Yes, something else as engineer you need to worry about. This is something that software developers are familiar with but the concept has started to cripple into automation and managing infrastructure. As a infrastructure engineers cloud and on-prem we need to understand how it can benefit us and make life easier.
What is concurrency? The wikipedia definition is In computer science, concurrency is the decomposability property of a program, algorithm, or problem into order-independent or partially-ordered components or units. This means that even if the concurrent units of the program, algorithm, or problem are executed out-of-order or in partial order, the final outcome will remain the same.

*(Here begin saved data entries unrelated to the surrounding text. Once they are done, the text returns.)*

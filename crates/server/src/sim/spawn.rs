//! Spawn-point selection for newly connected clients.

use glam::Vec3;

use crate::config::SpawnStrategy;

pub struct SpawnPointGenerator {
    strategy: SpawnStrategy,
    /// xorshift state for the Random strategy.
    rng_state: u64,
    /// Slots handed out in the current group, for the Grouped strategy.
    group_slot: u32,
    group_index: u32,
}

impl SpawnPointGenerator {
    pub fn new(strategy: SpawnStrategy) -> Self {
        let rng_state = match &strategy {
            SpawnStrategy::Random { seed, .. } => (*seed).max(1),
            _ => 1,
        };
        Self {
            strategy,
            rng_state,
            group_slot: 0,
            group_index: 0,
        }
    }

    pub fn next_spawn_point(&mut self) -> Vec3 {
        match self.strategy {
            SpawnStrategy::Fixed { point } => point,
            SpawnStrategy::Random { min, max, .. } => {
                let x = min.x + self.next_f32() * (max.x - min.x);
                let y = min.y + self.next_f32() * (max.y - min.y);
                Vec3::new(x, y, 0.0)
            }
            SpawnStrategy::Grouped {
                anchor,
                columns,
                rows,
                padding_x,
                padding_y,
                group_offset_x,
                group_offset_y,
            } => {
                let column = self.group_slot % columns;
                let row = self.group_slot / columns;
                let point = Vec3::new(
                    anchor.x
                        + self.group_index as f32 * group_offset_x
                        + column as f32 * padding_x,
                    anchor.y
                        + self.group_index as f32 * group_offset_y
                        + row as f32 * padding_y,
                    anchor.z,
                );

                self.group_slot += 1;
                if self.group_slot == columns * rows {
                    self.group_slot = 0;
                    self.group_index += 1;
                }
                point
            }
        }
    }

    fn next_f32(&mut self) -> f32 {
        // xorshift64*, plenty for spawn scatter.
        let mut x = self.rng_state;
        x ^= x >> 12;
        x ^= x << 25;
        x ^= x >> 27;
        self.rng_state = x;
        let bits = (x.wrapping_mul(0x2545_F491_4F6C_DD1D) >> 40) as u32;
        bits as f32 / (1u32 << 24) as f32
    }
}

#[cfg(test)]
mod tests {
    use super::*;

    #[test]
    fn fixed_always_returns_the_point() {
        let mut spawn = SpawnPointGenerator::new(SpawnStrategy::Fixed {
            point: Vec3::new(32.0, 32.0, 0.0),
        });
        assert_eq!(spawn.next_spawn_point(), Vec3::new(32.0, 32.0, 0.0));
        assert_eq!(spawn.next_spawn_point(), Vec3::new(32.0, 32.0, 0.0));
    }

    #[test]
    fn random_stays_in_the_rectangle() {
        let mut spawn = SpawnPointGenerator::new(SpawnStrategy::Random {
            min: Vec3::new(10.0, 20.0, 0.0),
            max: Vec3::new(30.0, 40.0, 0.0),
            seed: 7,
        });
        for _ in 0..100 {
            let point = spawn.next_spawn_point();
            assert!((10.0..=30.0).contains(&point.x));
            assert!((20.0..=40.0).contains(&point.y));
        }
    }

    #[test]
    fn grouped_fills_grid_then_advances_anchor() {
        let mut spawn = SpawnPointGenerator::new(SpawnStrategy::Grouped {
            anchor: Vec3::ZERO,
            columns: 2,
            rows: 1,
            padding_x: 32.0,
            padding_y: 32.0,
            group_offset_x: 0.0,
            group_offset_y: 400.0,
        });

        assert_eq!(spawn.next_spawn_point(), Vec3::new(0.0, 0.0, 0.0));
        assert_eq!(spawn.next_spawn_point(), Vec3::new(32.0, 0.0, 0.0));
        // Group full: anchor advances.
        assert_eq!(spawn.next_spawn_point(), Vec3::new(0.0, 400.0, 0.0));
    }
}
pub mod batch;
pub mod messages;
pub mod peer;
pub mod wire;

pub use batch::{
    build_client_frame, build_server_batch, frame_message, read_batch_payload, BatchBuilder,
    ClientHeader, MessageIter, ServerHeader, CLIENT_HEADER_SIZE, MAX_BATCH_SIZE,
    MAX_SMALL_MESSAGE_SIZE, MAX_WIRE_SIZE, MESSAGE_HEADER_SIZE, SERVER_HEADER_SIZE,
};
pub use messages::{Message, MessageType};
pub use peer::{Acceptor, BufferPool, Peer, PeerError, ReceiveStatus, SocketSet};
pub use wire::{Decode, Encode, WireError};

/// Identifies one client connection on the server. Reused after the client
/// disconnects.
pub type NetworkId = u32;
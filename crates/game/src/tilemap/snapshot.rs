//! Tile map snapshots: the on-disk persistence format and the per-chunk
//! wire form used for streaming.
//!
//! Disk layout (all integers little-endian):
//!   u16  format version
//!   6x i32  chunk extent (origin x, y, z; length x, y, z)
//!   u32  chunk count
//!   per chunk:
//!     3x i32  chunk position
//!     u16  non-empty layer count
//!     CHUNK_TILE_COUNT tile records (row-major):
//!       u16  layer count
//!       per layer: u8 kind | i32 sprite id | u8 wall type
//!
//! Loading never partially populates: any failure leaves the caller with no
//! map. Saving goes through a temp file and rename so a crash can't corrupt
//! the previous snapshot.

use std::fs;
use std::path::Path;
use std::sync::Arc;

use thiserror::Error;

use crate::config::{CHUNK_TILE_COUNT, CHUNK_WIDTH};
use crate::net::wire::{Decode, Encode, WireError};
use crate::sprite::{SpriteData, NULL_SPRITE_ID};

use super::chunk::Chunk;
use super::extent::{ChunkExtent, ChunkPosition, TilePosition};
use super::tile::{TileLayer, TileLayerKind, WallType};
use super::{MapError, TileMap};

pub const MAP_FORMAT_VERSION: u16 = 0;

#[derive(Debug, Error)]
pub enum MapPersistenceError {
    #[error("map io failed: {0}")]
    Io(#[from] std::io::Error),
    #[error("unsupported map format version {0}")]
    UnsupportedVersion(u16),
    #[error("map data is truncated")]
    Truncated,
    #[error("map data is malformed: {0}")]
    Malformed(&'static str),
    #[error("map references a sprite that isn't in the sprite table: {0}")]
    UnknownSprite(i32),
}

impl From<WireError> for MapPersistenceError {
    fn from(error: WireError) -> Self {
        match error {
            WireError::UnexpectedEnd => Self::Truncated,
            _ => Self::Malformed("bad field encoding"),
        }
    }
}

/// One tile layer as stored on disk and on the wire.
#[derive(Debug, Clone, Copy, PartialEq)]
pub struct LayerSnapshot {
    pub kind: TileLayerKind,
    pub sprite_id: i32,
    pub wall_type: WallType,
}

impl Encode for LayerSnapshot {
    fn encode(&self, buf: &mut Vec<u8>) {
        (self.kind as u8).encode(buf);
        self.sprite_id.encode(buf);
        (self.wall_type as u8).encode(buf);
    }
}

impl Decode for LayerSnapshot {
    fn decode(r: &mut &[u8]) -> Result<Self, WireError> {
        let kind = TileLayerKind::from_u8(u8::decode(r)?)
            .ok_or(WireError::InvalidValue("tile layer kind"))?;
        let sprite_id = i32::decode(r)?;
        let wall_type =
            WallType::from_u8(u8::decode(r)?).ok_or(WireError::InvalidValue("wall type"))?;
        Ok(LayerSnapshot {
            kind,
            sprite_id,
            wall_type,
        })
    }
}

#[derive(Debug, Clone, Default, PartialEq)]
pub struct TileSnapshot {
    pub layers: Vec<LayerSnapshot>,
}

impl Encode for TileSnapshot {
    fn encode(&self, buf: &mut Vec<u8>) {
        self.layers.encode(buf);
    }
}

impl Decode for TileSnapshot {
    fn decode(r: &mut &[u8]) -> Result<Self, WireError> {
        Ok(TileSnapshot {
            layers: Vec::<LayerSnapshot>::decode(r)?,
        })
    }
}

/// A whole chunk, as streamed in `ChunkUpdate` messages. Tiles are in
/// row-major order and always CHUNK_TILE_COUNT long.
#[derive(Debug, Clone, PartialEq)]
pub struct ChunkSnapshot {
    pub position: ChunkPosition,
    pub tile_layer_count: u16,
    pub tiles: Vec<TileSnapshot>,
}

impl ChunkSnapshot {
    pub fn from_chunk(position: ChunkPosition, chunk: &Chunk) -> Self {
        let tiles = chunk
            .tiles_row_major()
            .map(|tile| TileSnapshot {
                layers: tile
                    .layers
                    .iter()
                    .map(|layer| LayerSnapshot {
                        kind: layer.kind,
                        sprite_id: layer.sprite_id,
                        wall_type: layer.wall_type,
                    })
                    .collect(),
            })
            .collect();
        Self {
            position,
            tile_layer_count: chunk.tile_layer_count,
            tiles,
        }
    }
}

impl Encode for ChunkSnapshot {
    fn encode(&self, buf: &mut Vec<u8>) {
        self.position.encode(buf);
        self.tile_layer_count.encode(buf);
        debug_assert_eq!(self.tiles.len(), CHUNK_TILE_COUNT);
        for tile in &self.tiles {
            tile.encode(buf);
        }
    }
}

impl Decode for ChunkSnapshot {
    fn decode(r: &mut &[u8]) -> Result<Self, WireError> {
        let position = ChunkPosition::decode(r)?;
        let tile_layer_count = u16::decode(r)?;
        let mut tiles = Vec::with_capacity(CHUNK_TILE_COUNT);
        for _ in 0..CHUNK_TILE_COUNT {
            tiles.push(TileSnapshot::decode(r)?);
        }
        Ok(ChunkSnapshot {
            position,
            tile_layer_count,
            tiles,
        })
    }
}

impl TileMap {
    pub fn chunk_snapshot(&self, position: ChunkPosition) -> Option<ChunkSnapshot> {
        self.chunk(position)
            .map(|chunk| ChunkSnapshot::from_chunk(position, chunk))
    }

    /// Replaces the chunk at the snapshot's position with the snapshot's
    /// contents. An all-empty snapshot removes the chunk.
    pub fn apply_chunk_snapshot(&mut self, snapshot: &ChunkSnapshot) -> Result<(), MapError> {
        if !self.chunk_extent.contains(snapshot.position) {
            let origin = snapshot.position.origin_tile();
            return Err(MapError::OutOfBounds(origin.x, origin.y, origin.z));
        }

        let (chunk, layer_count) =
            build_chunk(&self.sprite_data, snapshot.position, &snapshot.tiles)?;

        if layer_count == 0 {
            self.chunks.remove(&snapshot.position);
        } else {
            self.chunks.insert(snapshot.position, chunk);
        }
        Ok(())
    }
}

/// Builds a chunk from tile records, computing collision bounds as layers
/// are placed. Returns the chunk and its non-empty layer count.
fn build_chunk(
    sprite_data: &SpriteData,
    position: ChunkPosition,
    tiles: &[TileSnapshot],
) -> Result<(Chunk, u16), MapError> {
    let mut chunk = Chunk::default();
    let mut layer_count = 0u16;
    let origin = position.origin_tile();

    for (tile_index, tile_snapshot) in tiles.iter().enumerate() {
        let offset_x = (tile_index % CHUNK_WIDTH) as u8;
        let offset_y = (tile_index / CHUNK_WIDTH) as u8;
        let tile_position = TilePosition::new(
            origin.x + offset_x as i32,
            origin.y + offset_y as i32,
            origin.z,
        );

        let tile = chunk.tile_mut(offset_x, offset_y);
        for record in &tile_snapshot.layers {
            if record.sprite_id == NULL_SPRITE_ID {
                tile.layers.push(TileLayer::empty());
                continue;
            }

            let sprite = sprite_data
                .get(record.sprite_id)
                .ok_or(MapError::UnknownSprite(record.sprite_id))?;
            let world_bounds = (sprite.collision_enabled
                && record.kind != TileLayerKind::Floor)
                .then(|| {
                    sprite
                        .model_bounds
                        .model_to_world_origin(tile_position.world_origin())
                });

            tile.layers.push(TileLayer {
                kind: record.kind,
                sprite_id: record.sprite_id,
                wall_type: record.wall_type,
                world_bounds,
            });
            layer_count += 1;
        }
    }

    chunk.tile_layer_count = layer_count;
    Ok((chunk, layer_count))
}

/// Serializes the whole map. Chunks are written in (z, y, x) order so the
/// same map always produces the same bytes.
pub fn serialize_map(map: &TileMap) -> Vec<u8> {
    let mut buf = Vec::new();
    MAP_FORMAT_VERSION.encode(&mut buf);

    let extent = map.chunk_extent();
    extent.x.encode(&mut buf);
    extent.y.encode(&mut buf);
    extent.z.encode(&mut buf);
    extent.x_length.encode(&mut buf);
    extent.y_length.encode(&mut buf);
    extent.z_length.encode(&mut buf);

    let chunks = map.chunks_ordered();
    (chunks.len() as u32).encode(&mut buf);
    for (position, chunk) in chunks {
        ChunkSnapshot::from_chunk(position, chunk).encode(&mut buf);
    }
    buf
}

pub fn deserialize_map(
    bytes: &[u8],
    sprite_data: Arc<SpriteData>,
    track_dirty: bool,
) -> Result<TileMap, MapPersistenceError> {
    let mut r = bytes;

    let version = u16::decode(&mut r)?;
    if version != MAP_FORMAT_VERSION {
        return Err(MapPersistenceError::UnsupportedVersion(version));
    }

    let extent = ChunkExtent::new(
        i32::decode(&mut r)?,
        i32::decode(&mut r)?,
        i32::decode(&mut r)?,
        i32::decode(&mut r)?,
        i32::decode(&mut r)?,
        i32::decode(&mut r)?,
    );

    let mut map = TileMap::new(extent, sprite_data, track_dirty);

    let chunk_count = u32::decode(&mut r)?;
    for _ in 0..chunk_count {
        let snapshot = ChunkSnapshot::decode(&mut r)?;
        if !extent.contains(snapshot.position) {
            return Err(MapPersistenceError::Malformed("chunk outside map extent"));
        }
        if map.chunks.contains_key(&snapshot.position) {
            return Err(MapPersistenceError::Malformed("duplicate chunk position"));
        }

        let (chunk, layer_count) =
            build_chunk(map.sprite_data(), snapshot.position, &snapshot.tiles).map_err(
                |error| match error {
                    MapError::UnknownSprite(id) => MapPersistenceError::UnknownSprite(id),
                    _ => MapPersistenceError::Malformed("bad chunk contents"),
                },
            )?;
        if layer_count != snapshot.tile_layer_count {
            return Err(MapPersistenceError::Malformed("chunk layer count mismatch"));
        }

        map.chunks.insert(snapshot.position, chunk);
    }

    if !r.is_empty() {
        return Err(MapPersistenceError::Malformed("trailing bytes"));
    }
    Ok(map)
}

/// Saves the map atomically: serialize to `<path>.tmp`, then rename over
/// the destination.
pub fn save(map: &TileMap, path: &Path) -> Result<(), MapPersistenceError> {
    let bytes = serialize_map(map);
    let temp_path = path.with_extension("tmp");
    fs::write(&temp_path, &bytes)?;
    fs::rename(&temp_path, path)?;
    Ok(())
}

pub fn load(
    path: &Path,
    sprite_data: Arc<SpriteData>,
    track_dirty: bool,
) -> Result<TileMap, MapPersistenceError> {
    let bytes = fs::read(path)?;
    deserialize_map(&bytes, sprite_data, track_dirty)
}
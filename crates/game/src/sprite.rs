use std::collections::HashMap;

use serde::{Deserialize, Serialize};

use crate::bounding_box::BoundingBox;
use crate::tilemap::{TileLayerKind, WallType};

/// The ID used to indicate "no sprite in this slot".
pub const NULL_SPRITE_ID: i32 = -1;

/// Static data for a single sprite. Rendering-related fields (sheet, texture
/// extent) live with the UI layer; the core only cares about identity,
/// collision, and which tile layer kind the sprite's set belongs to.
#[derive(Debug, Clone, PartialEq, Serialize, Deserialize)]
pub struct Sprite {
    /// This sprite's unique numeric ID.
    pub numeric_id: i32,

    /// The tile layer kind that this sprite's set belongs to.
    pub layer_kind: TileLayerKind,

    /// For Wall sprites, which piece of the modular wall system this is.
    #[serde(default = "WallType::none")]
    pub wall_type: WallType,

    /// Whether this sprite's model bounds contribute collision when placed
    /// in the world. Floors never collide, regardless of this flag.
    pub collision_enabled: bool,

    /// Model-space bounds, relative to the sprite's placement origin.
    pub model_bounds: BoundingBox,
}

/// The sprite table, keyed by numeric ID.
///
/// Constructed explicitly by the embedding application (typically from a
/// deserialized asset table) and passed by reference to everything that
/// needs sprite lookups.
#[derive(Debug, Default)]
pub struct SpriteData {
    sprites: HashMap<i32, Sprite>,
}

impl SpriteData {
    pub fn new(sprites: Vec<Sprite>) -> Self {
        Self {
            sprites: sprites
                .into_iter()
                .map(|sprite| (sprite.numeric_id, sprite))
                .collect(),
        }
    }

    pub fn get(&self, numeric_id: i32) -> Option<&Sprite> {
        self.sprites.get(&numeric_id)
    }

    pub fn contains(&self, numeric_id: i32) -> bool {
        self.sprites.contains_key(&numeric_id)
    }

    pub fn len(&self) -> usize {
        self.sprites.len()
    }

    pub fn is_empty(&self) -> bool {
        self.sprites.is_empty()
    }
}
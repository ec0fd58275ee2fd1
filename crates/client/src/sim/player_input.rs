//! Samples local input and tells the server when it changes.

use tessel::input::{Input, InputFlags, InputHistory};
use tessel::net::messages::{Heartbeat, InputChangeRequest};

use crate::network::Network;

use super::world::World;

/// Supplies the player's current input bits. The windowing/UI layer
/// implements this; tests drive it with scripted values.
pub trait InputSource {
    fn sample(&mut self) -> InputFlags;
}

pub struct PlayerInputSystem {
    previous_input: InputFlags,
}

impl Default for PlayerInputSystem {
    fn default() -> Self {
        Self::new()
    }
}

impl PlayerInputSystem {
    pub fn new() -> Self {
        Self {
            previous_input: InputFlags::empty(),
        }
    }

    /// Samples input for this tick, records it in the player's history,
    /// and sends either an input change or a heartbeat. The server needs
    /// something tick-stamped from us every tick to keep its tick-diff
    /// history fresh.
    pub fn update(
        &mut self,
        world: &mut World,
        network: &Network,
        input_source: &mut dyn InputSource,
        current_tick: u32,
    ) {
        let Some(player) = world.player_entity else {
            return;
        };

        let input = input_source.sample();
        let changed = input != self.previous_input;
        self.previous_input = input;

        let _ = world.entity_store.replace(player, Input::new(input));
        if let Some(history) = world.entity_store.get_mut::<InputHistory>(player) {
            history.push(input);
        }

        if changed {
            let _ = network.send(&InputChangeRequest {
                tick: current_tick,
                entity: player,
                input: Input::new(input),
            });
        } else {
            let _ = network.send(&Heartbeat { tick: current_tick });
        }
    }
}
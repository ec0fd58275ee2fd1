//! Applies entity lifecycle and component state from the server.

use tessel::components::{Collision, Position, PreviousPosition, DEFAULT_MODEL_BOUNDS};
use tessel::input::InputHistory;
use tessel::{EntityId, StoreError};

use crate::network::InboundQueues;

use super::world::World;

pub fn update(world: &mut World, queues: &InboundQueues) {
    while let Ok(init) = queues.entity_inits.try_recv() {
        apply_entity_init(world, init.entity, &init.components);
    }

    while let Ok(delete) = queues.entity_deletes.try_recv() {
        let entity = delete.entity;
        if world.is_player(entity) {
            log::error!("fatal: server deleted our own player entity {entity}");
            continue;
        }
        if world.entity_store.is_alive(entity) {
            world.entity_locator.remove_entity(entity);
            let _ = world.entity_store.destroy(entity);
        }
    }

    while let Ok(update) = queues.component_updates.try_recv() {
        if !world.entity_store.is_alive(update.entity) {
            continue;
        }
        for component in &update.components {
            apply_component(world, update.entity, component);
        }
        refresh_collision(world, update.entity);
    }

    while let Ok(change) = queues.sprite_changes.try_recv() {
        if world.entity_store.is_alive(change.entity) {
            let _ = world
                .entity_store
                .replace(change.entity, change.animation_state);
        }
    }
}

fn apply_entity_init(
    world: &mut World,
    entity: EntityId,
    components: &[tessel::net::messages::SerializedComponent],
) {
    if world.entity_store.is_alive(entity) {
        // Re-entering our AOI; treat the init as a full refresh.
        for component in components {
            apply_component(world, entity, component);
        }
        refresh_collision(world, entity);
        return;
    }

    if world.entity_store.create_with_id(entity).is_err() {
        return;
    }
    for component in components {
        apply_component(world, entity, component);
    }

    let position = world
        .entity_store
        .get::<Position>(entity)
        .copied()
        .unwrap_or_default();
    let _ = world
        .entity_store
        .insert(entity, PreviousPosition(position.0));
    let collision = Collision::new(DEFAULT_MODEL_BOUNDS, position.0);
    let _ = world.entity_store.insert(entity, collision);
    world
        .entity_locator
        .set_entity_location(entity, collision.world_bounds);
}

fn apply_component(
    world: &mut World,
    entity: EntityId,
    component: &tessel::net::messages::SerializedComponent,
) {
    match world
        .entity_store
        .apply_serialized_component(entity, component)
    {
        Ok(()) => {}
        Err(StoreError::BadComponentData { type_name, source }) => {
            // One bad component doesn't invalidate the rest of the
            // message.
            log::warn!("discarding bad {type_name} component for {entity}: {source}");
        }
        Err(error) => {
            log::warn!("component update for {entity} rejected: {error}");
        }
    }
}

fn refresh_collision(world: &mut World, entity: EntityId) {
    if let (Some(position), Some(collision)) = (
        world.entity_store.get::<Position>(entity).copied(),
        world.entity_store.get::<Collision>(entity).copied(),
    ) {
        let updated = Collision::new(collision.model_bounds, position.0);
        let _ = world.entity_store.insert(entity, updated);
        world
            .entity_locator
            .set_entity_location(entity, updated.world_bounds);
    }
}

/// Attaches the player-only pieces to our assigned entity after a
/// connection response.
pub fn attach_player_components(world: &mut World, entity: EntityId, position: glam::Vec3) {
    use tessel::components::{AnimationState, Movement, MovementModifiers, Rotation};
    use tessel::input::Input;

    let store = &mut world.entity_store;
    let _ = store.create_with_id(entity);
    let _ = store.insert(entity, Position(position));
    let _ = store.insert(entity, PreviousPosition(position));
    let _ = store.insert(entity, Input::default());
    let _ = store.insert(entity, Movement::default());
    let _ = store.insert(entity, MovementModifiers::default());
    let _ = store.insert(entity, Rotation::default());
    let _ = store.insert(entity, AnimationState::default());
    let _ = store.insert(entity, InputHistory::default());

    let collision = Collision::new(DEFAULT_MODEL_BOUNDS, position);
    let _ = store.insert(entity, collision);
    world
        .entity_locator
        .set_entity_location(entity, collision.world_bounds);
    world.player_entity = Some(entity);
}
//! A single networked client: send-side batching and the tick-adjustment
//! controller.

use std::collections::VecDeque;
use std::sync::atomic::{AtomicU8, AtomicU32, Ordering};
use std::sync::{Arc, Mutex};
use std::time::Instant;

use bytes::Bytes;

use tessel::config::{BATCH_COMPRESSION_THRESHOLD, CLIENT_TIMEOUT_S, SIM_TICK_TIMESTEP_S};
use tessel::net::batch::{
    build_server_batch, frame_message, BatchBuilder, ClientHeader, MAX_BATCH_SIZE,
    MAX_SMALL_MESSAGE_SIZE, MESSAGE_HEADER_SIZE,
};
use tessel::net::messages::ExplicitConfirmation;
use tessel::net::{BufferPool, MessageType, NetworkId, Peer, PeerError, ReceiveStatus, WireError};

const fn ceil_to_usize(value: f64) -> usize {
    let truncated = value as usize;
    if value > truncated as f64 {
        truncated + 1
    } else {
        truncated
    }
}

/// How much time worth of tick diffs we remember.
pub const TICKDIFF_HISTORY_S: f64 = 0.5;
pub const TICKDIFF_HISTORY_LENGTH: usize =
    ceil_to_usize(TICKDIFF_HISTORY_S / SIM_TICK_TIMESTEP_S);

/// Diffs within this range (inclusive) don't trigger an adjustment.
pub const TICKDIFF_ACCEPTABLE_BOUND_LOWER: i64 = 1;
pub const TICKDIFF_ACCEPTABLE_BOUND_UPPER: i64 = 3;

/// Where we adjust clients to when they drift out of the bounds.
pub const TICKDIFF_TARGET: i64 = 2;

/// A single diff outside this range (inclusive) gets the client
/// disconnected.
pub const TICKDIFF_MAX_BOUND_LOWER: i64 = i8::MIN as i64;
pub const TICKDIFF_MAX_BOUND_UPPER: i64 =
    ceil_to_usize(CLIENT_TIMEOUT_S / SIM_TICK_TIMESTEP_S) as i64;

/// The fewest fresh diffs we'll base an adjustment on. Prevents thrashing
/// on bursts.
pub const MIN_FRESH_DIFFS: usize = 3;

/// Largest message the receive path will compose; anything bigger is a
/// protocol error.
pub const MAX_MESSAGE_SIZE: usize = MAX_BATCH_SIZE - MESSAGE_HEADER_SIZE;

struct TickDiffState {
    /// Ring of the most recent diffs, oldest first. Starts filled with the
    /// target so early adjustments aren't skewed by missing data.
    history: VecDeque<i8>,
    num_fresh_diffs: usize,
}

#[derive(Debug, Clone, Copy, PartialEq, Eq)]
pub struct AdjustmentData {
    pub adjustment: i8,
    pub iteration: u8,
}

struct QueuedMessage {
    bytes: Bytes,
}

enum ReceivePhase {
    /// Waiting for the next client header byte.
    Idle,
    /// Composing a message too large to arrive in one packet.
    Composing {
        message_type: MessageType,
        message_size: usize,
        buffer: Vec<u8>,
        composed: usize,
    },
}

/// The result of one receive attempt against a client.
pub enum ClientReceiveResult {
    /// A whole message was read into the scratch buffer.
    Message(MessageType, usize),
    NoWaitingData,
    Disconnected,
    /// The peer sent bytes we can't parse; it has been disconnected.
    ProtocolError(WireError),
}

pub struct Client {
    net_id: NetworkId,
    peer: Arc<Peer>,

    send_queue: Mutex<VecDeque<QueuedMessage>>,
    latest_sent_sim_tick: AtomicU32,

    receive_phase: Mutex<ReceivePhase>,
    last_receive_time: Mutex<Instant>,

    tick_diffs: Mutex<TickDiffState>,
    /// Iteration of the latest adjustment we've issued.
    adjustment_iteration: AtomicU8,
    /// Latest iteration the client has echoed back.
    acked_adjustment_iteration: AtomicU8,
}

This allows for parallel execution of the concurrent units, which can significantly improve overall speed of the execution in multi-processor and multi-core systems.
Does not help correct? So lets think about this way, lets say you are writing some code and you see an important email come in you stop coding and start answering the email but now an important phone call comes that needs you full attention and you focus on that call.
After you are done with the call you go back keep working on the program and by the end of the day you remember to finish replying to the email. So concurrency is a way to keep track of all the task at hand but not be able to do two task at the same time.
This scenario usually happens in computer land when there is only one CPU core is available. However, when a computer has multiple core available then parallelism come into place with a combination with concurrency the computer program can execute multiple tasks at the same.
Enough talk lets look at this in practice and see why languages like Golang https://golang.org/ are worth learning and understating
Scenario: You need to download 10 1GB into a computer to later on do later computation.
We are going to test how long it takes to download 10 files using Bash
We are going to test how long it takes to download 10 files using Python
Finally we are going use Golang to download the same 10 files and see if it is really faster.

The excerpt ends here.